Of the 16 fungal isolates tested, five produced mixed infections, as exemplified in W744 that was infected with five different betapartitiviruses. There have been reported cases of virus/virus interactions in mixed infections (Hillman et al., 2018). Thus, there is a need to obtain single infectants when assigning two genomic segments to single viruses and characterizing each partitivirus. To this end, we used the transfection approach previously developed for assessing various virus-host combinations (Sasaki et al., 2006; Kanematsu et al., 2010; Chiba et al., 2013a, 2016; Salaipeth et al., 2014). We obtained transfectants either in the R. necatrix W97, C. parasitica EP155 genetic background, or both W97 and EP155, which were singly infected partitiviruses. For these viruses, we confirmed that the two segments matched that of the genome of specified partitiviruses. For other coinfecting partitiviruses, our conclusions were based on the highly conserved terminal sequences found between segments (Supplementary Table S2). Furthermore, this facilitated the comparison of virus titers in EP155 and its Δdcl2 disruptant.
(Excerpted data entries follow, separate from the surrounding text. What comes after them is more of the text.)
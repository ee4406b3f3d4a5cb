use axum::{
    extract::{Query, State},
    http::StatusCode,
    response::{Html, IntoResponse, Response},
    routing::{get, post},
    Json, Router,
};
use bigdecimal::BigDecimal;
use chrono::{NaiveDate, Utc};
use serde::{Deserialize, Serialize};
use uuid::Uuid;

use super::{
    auth::CurrentUser,
    components::table::{self, TableComponent},
    form,
    message::{ApiError, AppMessage},
    AppState,
};
use crate::{
    accounting::reconciliation::{Allocation, DocumentKind},
    store::payments,
};

pub fn new_router() -> Router<AppState> {
    Router::new().route("/", get(page))
}

pub fn new_api_router() -> Router<AppState> {
    Router::new()
        .route("/", get(get_table).post(register))
        .route("/supplier", post(supplier))
        .route("/pay-all", post(pay_all))
}

async fn table(s: &AppState, q: &table::Query) -> anyhow::Result<String> {
    let q = q.normalize();
    let count = payments::count(&s.p).await?;
    let rows = payments::list(&s.p, q.offset(), q.limit()).await?;

    #[derive(Serialize)]
    struct Ctx {
        data: TableComponent<payments::PaymentRow>,
    }
    let data = TableComponent::new(rows, count, "/api/payments", q)?;
    s.t.render_string("component.table.hbs", &Ctx { data })
}

async fn page(State(s): State<AppState>, CurrentUser(user): CurrentUser) -> Result<Response, AppMessage> {
    let table = table(&s, &table::Query::default()).await.map_err(s.fail(&user))?;

    #[derive(Serialize)]
    struct Ctx {
        table: String,
        today: NaiveDate,
    }
    s.page(
        "payments.get.hbs",
        "Payments",
        &user,
        &Ctx {
            table,
            today: Utc::now().date_naive(),
        },
    )
}

async fn get_table(
    State(s): State<AppState>,
    CurrentUser(_): CurrentUser,
    Query(q): Query<table::Query>,
) -> Result<Response, AppMessage> {
    let html = table(&s, &q)
        .await
        .map_err(|err| AppMessage::new_error_notification(err, &s))?;
    Ok(Html(html).into_response())
}

fn default_method() -> String {
    "CASH".to_string()
}

#[derive(Deserialize)]
struct NewPayment {
    invoice_type: String,
    invoice_id: Uuid,
    #[serde(deserialize_with = "form::amount")]
    amount: BigDecimal,
    #[serde(default, deserialize_with = "form::optional_date")]
    payment_date: Option<NaiveDate>,
    #[serde(default = "default_method")]
    payment_method: String,
    #[serde(default)]
    reference: Option<String>,
}

async fn register(
    State(s): State<AppState>,
    CurrentUser(user): CurrentUser,
    Json(r): Json<NewPayment>,
) -> Result<(StatusCode, Json<payments::Recorded>), ApiError> {
    let kind: DocumentKind = r.invoice_type.parse()?;
    let date = r.payment_date.unwrap_or_else(|| Utc::now().date_naive());
    let recorded = payments::register(
        &s.p,
        kind,
        r.invoice_id,
        &r.amount,
        date,
        &r.payment_method,
        r.reference.as_deref().filter(|r| !r.trim().is_empty()),
        s.posting(&user),
    )
    .await?;
    Ok((StatusCode::CREATED, Json(recorded)))
}

#[derive(Deserialize)]
struct SupplierPayment {
    supplier: String,
    #[serde(deserialize_with = "form::amount")]
    amount: BigDecimal,
    #[serde(default, deserialize_with = "form::optional_date")]
    payment_date: Option<NaiveDate>,
    #[serde(default = "default_method")]
    payment_method: String,
    #[serde(default, deserialize_with = "form::optional_date")]
    from: Option<NaiveDate>,
    #[serde(default, deserialize_with = "form::optional_date")]
    to: Option<NaiveDate>,
}

async fn supplier(
    State(s): State<AppState>,
    CurrentUser(user): CurrentUser,
    Json(r): Json<SupplierPayment>,
) -> Result<Json<payments::Distribution>, ApiError> {
    let date = r.payment_date.unwrap_or_else(|| Utc::now().date_naive());
    let d = payments::supplier_payment(
        &s.p,
        &r.supplier,
        &r.amount,
        date,
        &r.payment_method,
        r.from,
        r.to,
        s.posting(&user),
    )
    .await?;
    Ok(Json(d))
}

#[derive(Deserialize)]
struct PayAll {
    #[serde(default, deserialize_with = "form::optional_date")]
    payment_date: Option<NaiveDate>,
    #[serde(default = "default_method")]
    payment_method: String,
}

async fn pay_all(
    State(s): State<AppState>,
    CurrentUser(user): CurrentUser,
    Json(r): Json<PayAll>,
) -> Result<Json<Vec<Allocation>>, ApiError> {
    let date = r.payment_date.unwrap_or_else(|| Utc::now().date_naive());
    let settled = payments::pay_all(&s.p, date, &r.payment_method, s.posting(&user)).await?;
    Ok(Json(settled))
}
use axum::{extract::State, response::Response, routing::get, Router};
use chrono::Utc;

use super::{auth::CurrentUser, message::AppMessage, AppState};
use crate::store::reports;

pub fn new_router() -> Router<AppState> {
    Router::new().route("/", get(dashboard))
}

async fn dashboard(State(s): State<AppState>, CurrentUser(user): CurrentUser) -> Result<Response, AppMessage> {
    let d = reports::dashboard(&s.p, Utc::now().date_naive())
        .await
        .map_err(s.fail(&user))?;
    s.page("dashboard.get.hbs", "Dashboard", &user, &d)
}
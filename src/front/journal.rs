use axum::{
    extract::{Path, Query, State},
    http::StatusCode,
    response::{Html, IntoResponse, Redirect, Response},
    routing::{get, post},
    Json, Router,
};
use chrono::{NaiveDate, Utc};
use serde::{Deserialize, Serialize};
use uuid::Uuid;

use super::{
    auth::CurrentUser,
    components::table::{self, TableComponent},
    form,
    message::{ApiError, AppMessage},
    AppState,
};
use crate::{
    accounting::journal::{DraftLine, JournalDraft, JournalSource, TrialBalance},
    models,
    store::{accounts, journal},
};

pub fn new_router() -> Router<AppState> {
    Router::new()
        .route("/", get(page))
        .route("/:id", get(detail))
        .route("/:id/delete", post(delete))
}

pub fn new_api_router() -> Router<AppState> {
    Router::new().route("/", get(get_table).post(create))
}

pub fn new_trial_balance_router() -> Router<AppState> {
    Router::new().route("/", get(trial_balance_page))
}

pub fn new_trial_balance_api_router() -> Router<AppState> {
    Router::new().route("/", get(trial_balance))
}

#[derive(Serialize, Default)]
struct Row {
    number: String,
    date: String,
    description: String,
    source: String,
    debit: String,
    credit: String,
    link: String,
}

impl From<models::JournalEntry> for Row {
    fn from(e: models::JournalEntry) -> Self {
        Self {
            link: format!("/journal/{}", e.id),
            number: e.entry_number,
            date: e.entry_date.to_string(),
            description: e.description,
            source: e.source,
            debit: e.total_debit.to_string(),
            credit: e.total_credit.to_string(),
        }
    }
}

async fn table(s: &AppState, q: &table::Query) -> anyhow::Result<String> {
    let q = q.normalize();
    let count = journal::count(&s.p).await?;
    let rows = journal::list(&s.p, q.offset(), q.limit())
        .await?
        .into_iter()
        .map(Row::from)
        .collect();

    #[derive(Serialize)]
    struct Ctx {
        data: TableComponent<Row>,
    }
    let data = TableComponent::new(rows, count, "/api/journal", q)?;
    s.t.render_string("component.table.hbs", &Ctx { data })
}

async fn page(State(s): State<AppState>, CurrentUser(user): CurrentUser) -> Result<Response, AppMessage> {
    let table = table(&s, &table::Query::default()).await.map_err(s.fail(&user))?;
    let accounts = accounts::postable(&s.p).await.map_err(s.fail(&user))?;

    #[derive(Serialize)]
    struct Ctx {
        table: String,
        accounts: Vec<models::Account>,
        today: NaiveDate,
    }
    s.page(
        "journal.get.hbs",
        "Journal",
        &user,
        &Ctx {
            table,
            accounts,
            today: Utc::now().date_naive(),
        },
    )
}

async fn get_table(
    State(s): State<AppState>,
    CurrentUser(_): CurrentUser,
    Query(q): Query<table::Query>,
) -> Result<Response, AppMessage> {
    let html = table(&s, &q)
        .await
        .map_err(|err| AppMessage::new_error_notification(err, &s))?;
    Ok(Html(html).into_response())
}

async fn detail(
    State(s): State<AppState>,
    CurrentUser(user): CurrentUser,
    Path(id): Path<Uuid>,
) -> Result<Response, AppMessage> {
    let (entry, lines) = journal::get(&s.p, id).await.map_err(s.fail(&user))?;

    #[derive(Serialize)]
    struct Ctx {
        entry: models::JournalEntry,
        lines: Vec<models::JournalLine>,
    }
    s.page("journal_entry.get.hbs", "Journal entry", &user, &Ctx { entry, lines })
}

async fn delete(
    State(s): State<AppState>,
    CurrentUser(user): CurrentUser,
    Path(id): Path<Uuid>,
) -> Result<Response, AppMessage> {
    journal::delete(&s.p, id, s.config.fiscal.require_fiscal_year)
        .await
        .map_err(s.fail(&user))?;
    Ok(Redirect::to("/journal").into_response())
}

#[derive(Deserialize)]
struct ManualEntry {
    date: NaiveDate,
    description: String,
    #[serde(default)]
    reference: Option<String>,
    lines: Vec<DraftLine>,
}

async fn create(
    State(s): State<AppState>,
    CurrentUser(user): CurrentUser,
    Json(m): Json<ManualEntry>,
) -> Result<(StatusCode, Json<journal::Posted>), ApiError> {
    let draft = JournalDraft {
        date: m.date,
        description: m.description,
        source: JournalSource::Manual,
        source_ref: m.reference.filter(|r| !r.trim().is_empty()),
        lines: m.lines,
    };
    let posted = journal::create(&s.p, &draft, s.posting(&user)).await?;
    Ok((StatusCode::CREATED, Json(posted)))
}

#[derive(Deserialize)]
struct AsOf {
    #[serde(default, deserialize_with = "form::optional_date")]
    as_of: Option<NaiveDate>,
}

async fn trial_balance_page(
    State(s): State<AppState>,
    CurrentUser(user): CurrentUser,
    Query(q): Query<AsOf>,
) -> Result<Response, AppMessage> {
    let tb = journal::trial_balance(&s.p, q.as_of.unwrap_or_else(|| Utc::now().date_naive()))
        .await
        .map_err(s.fail(&user))?;
    s.page("trial_balance.get.hbs", "Trial balance", &user, &tb)
}

async fn trial_balance(
    State(s): State<AppState>,
    CurrentUser(_): CurrentUser,
    Query(q): Query<AsOf>,
) -> Result<Json<TrialBalance>, ApiError> {
    let tb = journal::trial_balance(&s.p, q.as_of.unwrap_or_else(|| Utc::now().date_naive())).await?;
    Ok(Json(tb))
}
Some of the characterized partitiviruses differed from one another with respect to their accumulation levels and degree of symptom induction (Figures 46 and Table 2). These characteristics are related to antiviral/counter-defense responses incited by hosts and viruses. Previous studies have revealed that many homologous and heterologous viruses are targeted by antiviral RNA silencing (Segers et al., 2007; Sun et al., 2009; Chiba et al., 2013a,b, 2016; Salaipeth et al., 2014; Chiba and Suzuki, 2015). Many of these viruses induce antiviral RNA silencing via transcriptional up-regulation of the genes including a dicer (dcl2) and an argonaute (agl2) (Sun et al., 2009; Chiba and Suzuki, 2015). Previous reports showed that a victorivirus (dsRNA virus, family Totiviridae), RnVV1, was sensitive to, and targeted by, RNA silencing, but did not induce antiviral RNA silencing (Chiba and Suzuki, 2015). CHV1 is tolerant to RNA silencing and does not induce dcl2 transcription, which was largely attributed to the activity of the RNA silencing suppressor, p29 (Segers et al., 2007; Chiba and Suzuki, 2015). Andika et al. (2017) developed an antiviral RNA silencing monitoring system through the dcl2 transcription using a GFP reporter construct driven by the dcl2 promoter with C. parasitica genetic background. Interestingly, partitiviruses isolated from R. necatrix showed great variability in induction levels of dcl2 (Aulia et al., unpublished data). It is known that some partitiviruses tolerate RNA silencing while others are sensitive to silencing (Chiba et al., 2016) (Chiba and Suzuki, unpublished data). This study provided researchers with the materials necessary to obtain insights into mechanisms controlling diversity of host-partitivirus interactions.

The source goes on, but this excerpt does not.